Hang around with the people that I used to be
hang around on a corner waiting to go have a see
Now that I’m in town
I feel fine for now
–“Inn Town”
“Almost all the songs on the record are about loss,” Adams is quoted as saying in the press bio for Strangers Almanac, and a close listen to the lyrics verifies that confession. In the past year, Adams endured the loss of his old friend Jere McIlwean; a breakup with his girlfriend of three years; the departure of a couple bandmates; and an intangible loss of innocence as music became a full-time job. “It ultimately changed us — as a band, and as individuals,” Adams admits.
But Raleigh remains a small town, and along The Strip, most everyone knows everybody else. Adams talks to the lady behind the counter at the bowling alley as if she’s a longtime neighbor. At the Rathskeller, where he once worked, he runs into Brian Walsby, the drummer for his old band, Patty Duke Syndrome. Later, a Rathskeller waitress chides Wandscher and drummer Steve Terry as they scrounge through their wallets to pay the bill: “Shit, you guys oughtta have some money!”
“Half the people that we know hate us now,” Adams says. “But at the end of the night, even the people that are disgusted that Whiskeytown got a great record deal are the guys that sit next to you at the bar and go, ‘Hey, did you see that game,’ or, ‘I heard you went bowling, how’d you do.’ No one cares at the end of the day.”
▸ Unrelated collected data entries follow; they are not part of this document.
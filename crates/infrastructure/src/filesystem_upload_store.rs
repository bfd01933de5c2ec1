//! Upload store backed by a flat directory.
//!
//! Files are streamed into a hidden `.<random>.part` file next to their final
//! location and renamed into place on commit, so a partially written upload
//! is never visible under its real name. Sanitized names never start with a
//! dot, so temporary files cannot collide with stored ones. The temporary
//! file is removed when its writer is dropped without a commit.

use std::path::{Path, PathBuf};

use async_trait::async_trait;
use dochost_application::{UploadStore, UploadWriter};
use dochost_core::{AppError, AppResult};
use dochost_domain::SafeFilename;
use tempfile::TempPath;
use tokio::fs::File;
use tokio::io::{AsyncWriteExt, BufWriter};
use tracing::{debug, info};

/// Directory-backed upload store.
#[derive(Debug, Clone)]
pub struct FilesystemUploadStore {
    root: PathBuf,
}

impl FilesystemUploadStore {
    /// Opens the store, creating the directory if it does not exist.
    pub async fn open(root: impl Into<PathBuf>) -> AppResult<Self> {
        let root = root.into();

        tokio::fs::create_dir_all(&root).await.map_err(|error| {
            AppError::Internal(format!(
                "failed to create upload directory '{}': {error}",
                root.display()
            ))
        })?;

        info!(root = %root.display(), "upload store opened");
        Ok(Self { root })
    }

    /// Directory holding stored files.
    #[must_use]
    pub fn root(&self) -> &Path {
        &self.root
    }
}

#[async_trait]
impl UploadStore for FilesystemUploadStore {
    async fn begin(&self, filename: &SafeFilename) -> AppResult<Box<dyn UploadWriter>> {
        let final_path = self.root.join(filename.as_str());

        let temp_file = tempfile::Builder::new()
            .prefix(".")
            .suffix(".part")
            .tempfile_in(&self.root)
            .map_err(|error| {
                AppError::Internal(format!(
                    "failed to create temporary upload file in '{}': {error}",
                    self.root.display()
                ))
            })?;
        let (file, temp_path) = temp_file.into_parts();

        debug!(
            temp = %temp_path.display(),
            destination = %final_path.display(),
            "upload started"
        );

        Ok(Box::new(FilesystemUploadWriter {
            writer: BufWriter::new(File::from_std(file)),
            temp_path,
            final_path,
        }))
    }
}

struct FilesystemUploadWriter {
    writer: BufWriter<File>,
    temp_path: TempPath,
    final_path: PathBuf,
}

#[async_trait]
impl UploadWriter for FilesystemUploadWriter {
    async fn write_chunk(&mut self, chunk: &[u8]) -> AppResult<()> {
        self.writer.write_all(chunk).await?;
        Ok(())
    }

    async fn commit(self: Box<Self>) -> AppResult<String> {
        let Self {
            mut writer,
            temp_path,
            final_path,
        } = *self;

        let synced = async {
            writer.flush().await?;
            writer.get_mut().sync_all().await
        }
        .await;
        drop(writer);

        // Dropping `temp_path` on either error removes the partial file.
        synced
            .and_then(|()| temp_path.persist(&final_path).map_err(|error| error.error))
            .map_err(|error| {
                AppError::Internal(format!(
                    "failed to store upload '{}': {error}",
                    final_path.display()
                ))
            })?;

        Ok(final_path.display().to_string())
    }

    async fn abort(self: Box<Self>) -> AppResult<()> {
        let Self {
            writer, temp_path, ..
        } = *self;
        drop(writer);

        temp_path.close()?;
        Ok(())
    }
}
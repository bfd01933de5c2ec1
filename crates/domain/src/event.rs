//! Event log records.
//!
//! Each handled request produces exactly one [`EventRecord`]. Records are
//! flat JSON objects: the `event` tag and the kind-specific fields, followed
//! by the caller's `ip`, `user_agent` and the UTC `timestamp`.

use chrono::{DateTime, Utc};
use serde::{Deserialize, Serialize};

/// Caller details captured from the inbound request.
#[derive(Debug, Clone, Default, PartialEq, Eq)]
pub struct RequestMetadata {
    /// Client IP address, if known.
    pub ip: Option<String>,
    /// Client `User-Agent` header, if sent.
    pub user_agent: Option<String>,
}

/// Why an upload request did not produce a stored file.
#[derive(Debug, Clone, Copy, PartialEq, Eq, Serialize, Deserialize)]
#[serde(rename_all = "snake_case")]
pub enum UploadAttemptResult {
    /// The request carried no `file` part with a filename.
    NoFile,
    /// The multipart stream ended or broke before the file completed.
    Incomplete,
    /// The request body exceeded the configured limit.
    TooLarge,
    /// Writing the file to the upload store failed.
    SaveFailed,
}

impl UploadAttemptResult {
    /// Stable label written to the log.
    #[must_use]
    pub fn as_str(self) -> &'static str {
        match self {
            Self::NoFile => "no_file",
            Self::Incomplete => "incomplete",
            Self::TooLarge => "too_large",
            Self::SaveFailed => "save_failed",
        }
    }
}

/// Kind-specific payload of an event record.
#[derive(Debug, Clone, PartialEq, Eq, Serialize, Deserialize)]
#[serde(tag = "event", rename_all = "snake_case")]
pub enum EventKind {
    /// Upload request that did not store a file.
    UploadAttempt {
        /// Failure category.
        result: UploadAttemptResult,
    },
    /// File stored in the upload store.
    FileUpload {
        /// Sanitized filename used as the storage key.
        filename: String,
        /// Full path of the stored file.
        saved_path: String,
        /// Lowercase hex SHA-256 of the stored bytes.
        sha256: String,
        /// Declared request length, as sent by the client.
        content_length: Option<u64>,
        /// Bytes actually written.
        size_bytes: u64,
    },
    /// Form posted to the submit endpoint.
    FormSubmit {
        /// Submitted title.
        title: String,
        /// Submitted description.
        desc: String,
        /// Submitted tags.
        tags: String,
        /// Declared request length, as sent by the client.
        content_length: Option<u64>,
    },
    /// Credential check. The submitted password is never recorded.
    LoginAttempt {
        /// Submitted username.
        username: String,
        /// Whether both username and password matched.
        success: bool,
    },
}

impl EventKind {
    /// Returns the `event` tag for this kind.
    #[must_use]
    pub fn name(&self) -> &'static str {
        match self {
            Self::UploadAttempt { .. } => "upload_attempt",
            Self::FileUpload { .. } => "file_upload",
            Self::FormSubmit { .. } => "form_submit",
            Self::LoginAttempt { .. } => "login_attempt",
        }
    }
}

/// One immutable line of the event log.
#[derive(Debug, Clone, PartialEq, Eq, Serialize, Deserialize)]
pub struct EventRecord {
    /// Kind tag and fields.
    #[serde(flatten)]
    pub kind: EventKind,
    /// Client IP address.
    pub ip: Option<String>,
    /// Client user agent.
    pub user_agent: Option<String>,
    /// Time the record was stored, UTC.
    #[serde(with = "utc_micros")]
    pub timestamp: DateTime<Utc>,
}

impl EventRecord {
    /// Builds a record stamped with the current time.
    #[must_use]
    pub fn new(kind: EventKind, metadata: &RequestMetadata) -> Self {
        Self::at(kind, metadata, Utc::now())
    }

    /// Builds a record with an explicit timestamp.
    #[must_use]
    pub fn at(kind: EventKind, metadata: &RequestMetadata, timestamp: DateTime<Utc>) -> Self {
        Self {
            kind,
            ip: metadata.ip.clone(),
            user_agent: metadata.user_agent.clone(),
            timestamp,
        }
    }

    /// Moves the timestamp to the current time.
    ///
    /// Logs call this while holding their write lock so that timestamps
    /// follow the order records are stored in.
    pub fn stamp_now(&mut self) {
        self.timestamp = Utc::now();
    }
}

mod utc_micros {
    use chrono::{DateTime, SecondsFormat, Utc};
    use serde::{Deserialize, Deserializer, Serializer};

    pub fn serialize<S>(value: &DateTime<Utc>, serializer: S) -> Result<S::Ok, S::Error>
    where
        S: Serializer,
    {
        serializer.serialize_str(&value.to_rfc3339_opts(SecondsFormat::Micros, true))
    }

    pub fn deserialize<'de, D>(deserializer: D) -> Result<DateTime<Utc>, D::Error>
    where
        D: Deserializer<'de>,
    {
        let raw = String::deserialize(deserializer)?;
        DateTime::parse_from_rfc3339(&raw)
            .map(|value| value.with_timezone(&Utc))
            .map_err(serde::de::Error::custom)
    }
}
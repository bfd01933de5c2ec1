use axum::Json;

use crate::dto::HealthResponse;

/// GET /health - Liveness check. Never touches the event log.
pub async fn health_handler() -> Json<HealthResponse> {
    Json(HealthResponse {
        status: "ok",
        service: env!("CARGO_PKG_NAME"),
        version: env!("CARGO_PKG_VERSION"),
    })
}
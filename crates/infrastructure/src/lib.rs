//! Infrastructure adapters for application ports.

#![forbid(unsafe_code)]

mod filesystem_upload_store;
mod in_memory_event_log;
mod json_lines_event_log;

pub use filesystem_upload_store::FilesystemUploadStore;
pub use in_memory_event_log::InMemoryEventLog;
pub use json_lines_event_log::JsonLinesEventLog;
use axum::Json;
use axum::extract::State;
use axum::http::StatusCode;
use dochost_application::LoginOutcome;
use tracing::info;

use crate::dto::OkResponse;
use crate::error::ApiResult;
use crate::form_fields::FormFields;
use crate::request_context::RequestContext;
use crate::state::AppState;

/// POST /login - Check a username/password pair.
pub async fn login_handler(
    State(state): State<AppState>,
    context: RequestContext,
    form: FormFields,
) -> ApiResult<(StatusCode, Json<OkResponse>)> {
    let username = form.first("username").unwrap_or_default();
    let password = form.first("password").unwrap_or_default();

    let outcome = state
        .login_service
        .login(&context.metadata, username, password)
        .await?;

    info!(username, ?outcome, "login attempt");

    Ok(match outcome {
        LoginOutcome::Authenticated => (StatusCode::OK, Json(OkResponse { ok: true })),
        LoginOutcome::Rejected => (StatusCode::UNAUTHORIZED, Json(OkResponse { ok: false })),
    })
}
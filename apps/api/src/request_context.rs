use std::convert::Infallible;
use std::net::SocketAddr;

use axum::extract::{ConnectInfo, FromRequestParts};
use axum::http::header::{CONTENT_LENGTH, USER_AGENT};
use axum::http::{HeaderMap, request::Parts};
use dochost_domain::RequestMetadata;

use crate::state::AppState;

/// Caller details every handler logs alongside its event.
#[derive(Debug, Clone)]
pub struct RequestContext {
    pub metadata: RequestMetadata,
    /// Declared `Content-Length`, not the number of bytes received.
    pub content_length: Option<u64>,
}

impl FromRequestParts<AppState> for RequestContext {
    type Rejection = Infallible;

    async fn from_request_parts(
        parts: &mut Parts,
        state: &AppState,
    ) -> Result<Self, Self::Rejection> {
        let peer = ConnectInfo::<SocketAddr>::from_request_parts(parts, state)
            .await
            .ok()
            .map(|ConnectInfo(address)| address);

        Ok(extract_request_context(
            &parts.headers,
            peer,
            state.trust_forwarded_for,
        ))
    }
}

pub(crate) fn extract_request_context(
    headers: &HeaderMap,
    peer: Option<SocketAddr>,
    trust_forwarded_for: bool,
) -> RequestContext {
    let forwarded_ip = trust_forwarded_for
        .then(|| {
            headers
                .get("x-forwarded-for")
                .and_then(|value| value.to_str().ok())
                .and_then(|value| value.split(',').next())
                .map(str::trim)
                .filter(|value| !value.is_empty())
                .map(ToOwned::to_owned)
        })
        .flatten();

    let ip = forwarded_ip.or_else(|| peer.map(|address| address.ip().to_string()));

    let user_agent = headers
        .get(USER_AGENT)
        .and_then(|value| value.to_str().ok())
        .map(ToOwned::to_owned);

    let content_length = headers
        .get(CONTENT_LENGTH)
        .and_then(|value| value.to_str().ok())
        .and_then(|value| value.trim().parse::<u64>().ok());

    RequestContext {
        metadata: RequestMetadata { ip, user_agent },
        content_length,
    }
}

#[cfg(test)]
mod tests {
    use std::net::SocketAddr;

    use axum::http::{HeaderMap, HeaderValue};

    use super::extract_request_context;

    fn peer() -> Option<SocketAddr> {
        Some(SocketAddr::from(([172, 17, 0, 1], 51_234)))
    }

    fn headers(pairs: &[(&'static str, &'static str)]) -> HeaderMap {
        let mut headers = HeaderMap::new();
        for (name, value) in pairs {
            headers.insert(*name, HeaderValue::from_static(value));
        }
        headers
    }

    #[test]
    fn uses_peer_address_and_headers() {
        let context = extract_request_context(
            &headers(&[("user-agent", "curl/8.5.0"), ("content-length", "42")]),
            peer(),
            false,
        );

        assert_eq!(context.metadata.ip.as_deref(), Some("172.17.0.1"));
        assert_eq!(context.metadata.user_agent.as_deref(), Some("curl/8.5.0"));
        assert_eq!(context.content_length, Some(42));
    }

    #[test]
    fn ignores_forwarded_for_unless_trusted() {
        let forwarded = headers(&[("x-forwarded-for", "198.51.100.4, 10.0.0.1")]);

        let untrusted = extract_request_context(&forwarded, peer(), false);
        assert_eq!(untrusted.metadata.ip.as_deref(), Some("172.17.0.1"));

        let trusted = extract_request_context(&forwarded, peer(), true);
        assert_eq!(trusted.metadata.ip.as_deref(), Some("198.51.100.4"));
    }

    #[test]
    fn missing_values_are_none() {
        let context = extract_request_context(
            &headers(&[("content-length", "not-a-number")]),
            None,
            true,
        );

        assert_eq!(context.metadata.ip, None);
        assert_eq!(context.metadata.user_agent, None);
        assert_eq!(context.content_length, None);
    }
}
Well the greatest love could be
At the end of every day
What is left for you and me
At the end of every day
–The Reivers, “End Of The Day”
It’s four in the morning, and my flight back to Seattle leaves at 6:20 a.m., meaning I’ve got only an hour or two more to kill without falling asleep. But those are the hardest hours. Ryan Adams really didn’t have to oblige when I call up to ask if he’s still awake and would it be okay if I stopped by — but he does.
There’s not much to adorn the room of this apartment he recently moved into about a mile farther out west just off of Hillsborough, far enough away from The Strip to perhaps offer a much-needed buffer zone. It’s the first time in months he’s actually had a place to live, after an extended stretch of recording and touring and living in hotels and sleeping on friends’ floors. He still has no bed, apparently content to keep sleeping on the floor; on the walls hang album covers of Fleetwood Mac’s Mirage and Gram Parsons’ Grievous Angel. (Coincidentally or not, Adams was born one year to the day after Parsons died.)
From a small collection of videocassettes, he pulls out a couple tapes of early Whiskeytown gigs, even one of Patty Duke Syndrome, and offers to loan them to me — perhaps a long-delayed substitute for that tape of new songs he’d promised to send me when we met in Austin more than a year ago. (As fate would have it, I end up forgetting to take the tapes with me when I head out the door a little later.)
Sitting on a table is an envelope that just came in the mail the day before, which he proudly shows to me. It’s his first-ever check for publishing royalties from BMI. The amount: Two dollars and seventy-four cents. Welcome to the big time.
Finally, he’s ready to call it a night; there’s still a couple beers in the fridge, but it seems Adams does know how to forgo one more drink after all. Instead, he brews up a pot of coffee to help keep me awake on the road to the airport. In the final, waning moments of darkness before the dawn, it’s a warm gesture, an affirmation of the Southern hospitality and human kindness at the heart of a North Carolina country boy.
You could see it in his eyes.
No Depression co-editor Peter Blackstock once gave Ryan Adams the (Reivers) shirt off his back.